AIM OF THE EXERCISE.
Every line of the listing is to be returned exactly as given.

TASK INPUT.
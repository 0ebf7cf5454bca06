use chrono::NaiveDate;
use metrics_exporter_prometheus::PrometheusHandle;
use std::sync::atomic::AtomicBool;
use std::sync::{Arc, Mutex};
use visa_eval::config::EvaluationConfig;
use visa_eval::eligibility::{
    EligibilityEngine, EvaluationId, EvaluationRecord, EvaluationRepository, RepositoryError,
};
use visa_eval::error::AppError;

#[derive(Clone)]
pub(crate) struct AppState {
    pub(crate) readiness: Arc<AtomicBool>,
    pub(crate) metrics: Arc<PrometheusHandle>,
}

/// Insertion-ordered store. Records live for the lifetime of the process.
#[derive(Default, Clone)]
pub(crate) struct InMemoryEvaluationRepository {
    records: Arc<Mutex<Vec<EvaluationRecord>>>,
}

impl EvaluationRepository for InMemoryEvaluationRepository {
    fn insert(&self, record: EvaluationRecord) -> Result<EvaluationRecord, RepositoryError> {
        let mut guard = self
            .records
            .lock()
            .map_err(|_| RepositoryError::Unavailable("repository mutex poisoned".to_string()))?;
        if guard.iter().any(|existing| existing.id == record.id) {
            return Err(RepositoryError::Conflict);
        }
        guard.push(record.clone());
        Ok(record)
    }

    fn fetch(&self, id: &EvaluationId) -> Result<Option<EvaluationRecord>, RepositoryError> {
        let guard = self
            .records
            .lock()
            .map_err(|_| RepositoryError::Unavailable("repository mutex poisoned".to_string()))?;
        Ok(guard.iter().find(|record| &record.id == id).cloned())
    }

    fn recent(&self, limit: usize) -> Result<Vec<EvaluationRecord>, RepositoryError> {
        let guard = self
            .records
            .lock()
            .map_err(|_| RepositoryError::Unavailable("repository mutex poisoned".to_string()))?;
        Ok(guard.iter().rev().take(limit).cloned().collect())
    }
}

pub(crate) fn build_engine(config: &EvaluationConfig) -> Result<Arc<EligibilityEngine>, AppError> {
    let bundle = config.bundle()?;
    Ok(Arc::new(EligibilityEngine::from_bundle(bundle)?))
}

pub(crate) fn parse_date(raw: &str) -> Result<NaiveDate, String> {
    NaiveDate::parse_from_str(raw.trim(), "%Y-%m-%d")
        .map_err(|err| format!("failed to parse '{raw}' as YYYY-MM-DD ({err})"))
}

#[cfg(test)]
mod tests {
    use super::*;
    use chrono::Utc;
    use visa_eval::eligibility::EvaluationRequest;

    fn record(id: &str) -> EvaluationRecord {
        let engine = EligibilityEngine::with_defaults().expect("engine builds");
        let request: EvaluationRequest = serde_json::from_value(serde_json::json!({
            "visaType": "E-1",
            "applicationType": "REENTRY",
            "applicantData": {
                "evaluation": {
                    "institution": { "name": "Hanbit University", "institutionType": "university" },
                    "stay": { "visaExpiry": "2026-01-31", "registered": true }
                }
            }
        }))
        .expect("request parses");
        let today = NaiveDate::from_ymd_opt(2025, 3, 1).expect("valid date");
        let decision = engine.evaluate(&request, today).expect("evaluates");
        EvaluationRecord {
            id: EvaluationId(id.to_string()),
            evaluated_at: Utc::now(),
            request,
            decision,
        }
    }

    #[test]
    fn repository_rejects_duplicate_ids_and_lists_newest_first() {
        let repository = InMemoryEvaluationRepository::default();
        repository.insert(record("eval-1")).expect("first insert");
        repository.insert(record("eval-2")).expect("second insert");

        match repository.insert(record("eval-1")) {
            Err(RepositoryError::Conflict) => {}
            other => panic!("expected conflict, got {other:?}"),
        }
        let recent: Vec<String> = repository
            .recent(5)
            .expect("listed")
            .into_iter()
            .map(|record| record.id.0)
            .collect();
        assert_eq!(recent, vec!["eval-2".to_string(), "eval-1".to_string()]);
        assert!(repository
            .fetch(&EvaluationId("eval-3".to_string()))
            .expect("fetch succeeds")
            .is_none());
    }

    #[test]
    fn dates_must_be_iso_formatted() {
        assert_eq!(
            parse_date(" 2025-03-01 "),
            Ok(NaiveDate::from_ymd_opt(2025, 3, 1).expect("valid date"))
        );
        assert!(parse_date("03/01/2025").is_err());
    }
}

COMPLETED TASK.
repository 0ebf7cf5454bca06
use chrono::NaiveDate;
use metrics_exporter_prometheus::PrometheusHandle;
use std::sync::atomic::AtomicBool;
use std::sync::{Arc, Mutex};
use visa_eval::config::EvaluationConfig;
use visa_eval::eligibility::{
    EligibilityEngine, EvaluationId, EvaluationRecord, EvaluationRepository, RepositoryError,
};
use visa_eval::error::AppError;

#[derive(Clone)]
pub(crate) struct AppState {
    pub(crate) readiness: Arc<AtomicBool>,
    pub(crate) metrics: Arc<PrometheusHandle>,
}

/// Insertion-ordered store. Records live for the lifetime of the process.
#[derive(Default, Clone)]
pub(crate) struct InMemoryEvaluationRepository {
    records: Arc<Mutex<Vec<EvaluationRecord>>>,
}

impl EvaluationRepository for InMemoryEvaluationRepository {
    fn insert(&self, record: EvaluationRecord) -> Result<EvaluationRecord, RepositoryError> {
        let mut guard = self
            .records
            .lock()
            .map_err(|_| RepositoryError::Unavailable("repository mutex poisoned".to_string()))?;
        if guard.iter().any(|existing| existing.id == record.id) {
            return Err(RepositoryError::Conflict);
        }
        guard.push(record.clone());
        Ok(record)
    }

    fn fetch(&self, id: &EvaluationId) -> Result<Option<EvaluationRecord>, RepositoryError> {
        let guard = self
            .records
            .lock()
            .map_err(|_| RepositoryError::Unavailable("repository mutex poisoned".to_string()))?;
        Ok(guard.iter().find(|record| &record.id == id).cloned())
    }

    fn recent(&self, limit: usize) -> Result<Vec<EvaluationRecord>, RepositoryError> {
        let guard = self
            .records
            .lock()
            .map_err(|_| RepositoryError::Unavailable("repository mutex poisoned".to_string()))?;
        Ok(guard.iter().rev().take(limit).cloned().collect())
    }
}

pub(crate) fn build_engine(config: &EvaluationConfig) -> Result<Arc<EligibilityEngine>, AppError> {
    let bundle = config.bundle()?;
    Ok(Arc::new(EligibilityEngine::from_bundle(bundle)?))
}

pub(crate) fn parse_date(raw: &str) -> Result<NaiveDate, String> {
    NaiveDate::parse_from_str(raw.trim(), "%Y-%m-%d")
        .map_err(|err| format!("failed to parse '{raw}' as YYYY-MM-DD ({err})"))
}

#[cfg(test)]
mod tests {
    use super::*;
    use chrono::Utc;
    use visa_eval::eligibility::EvaluationRequest;

    fn record(id: &str) -> EvaluationRecord {
        let engine = EligibilityEngine::with_defaults().expect("engine builds");
        let request: EvaluationRequest = serde_json::from_value(serde_json::json!({
            "visaType": "E-1",
            "applicationType": "REENTRY",
            "applicantData": {
                "evaluation": {
                    "institution": { "name": "Hanbit University", "institutionType": "university" },
                    "stay": { "visaExpiry": "2026-01-31", "registered": true }
                }
            }
        }))
        .expect("request parses");
        let today = NaiveDate::from_ymd_opt(2025, 3, 1).expect("valid date");
        let decision = engine.evaluate(&request, today).expect("evaluates");
        EvaluationRecord {
            id: EvaluationId(id.to_string()),
            evaluated_at: Utc::now(),
            request,
            decision,
        }
    }

    #[test]
    fn repository_rejects_duplicate_ids_and_lists_newest_first() {
        let repository = InMemoryEvaluationRepository::default();
        repository.insert(record("eval-1")).expect("first insert");
        repository.insert(record("eval-2")).expect("second insert");

        match repository.insert(record("eval-1")) {
            Err(RepositoryError::Conflict) => {}
            other => panic!("expected conflict, got {other:?}"),
        }
        let recent: Vec<String> = repository
            .recent(5)
            .expect("listed")
            .into_iter()
            .map(|record| record.id.0)
            .collect();
        assert_eq!(recent, vec!["eval-2".to_string(), "eval-1".to_string()]);
        assert!(repository
            .fetch(&EvaluationId("eval-3".to_string()))
            .expect("fetch succeeds")
            .is_none());
    }

    #[test]
    fn dates_must_be_iso_formatted() {
        assert_eq!(
            parse_date(" 2025-03-01 "),
            Ok(NaiveDate::from_ymd_opt(2025, 3, 1).expect("valid date"))
        );
        assert!(parse_date("03/01/2025").is_err());
    }
}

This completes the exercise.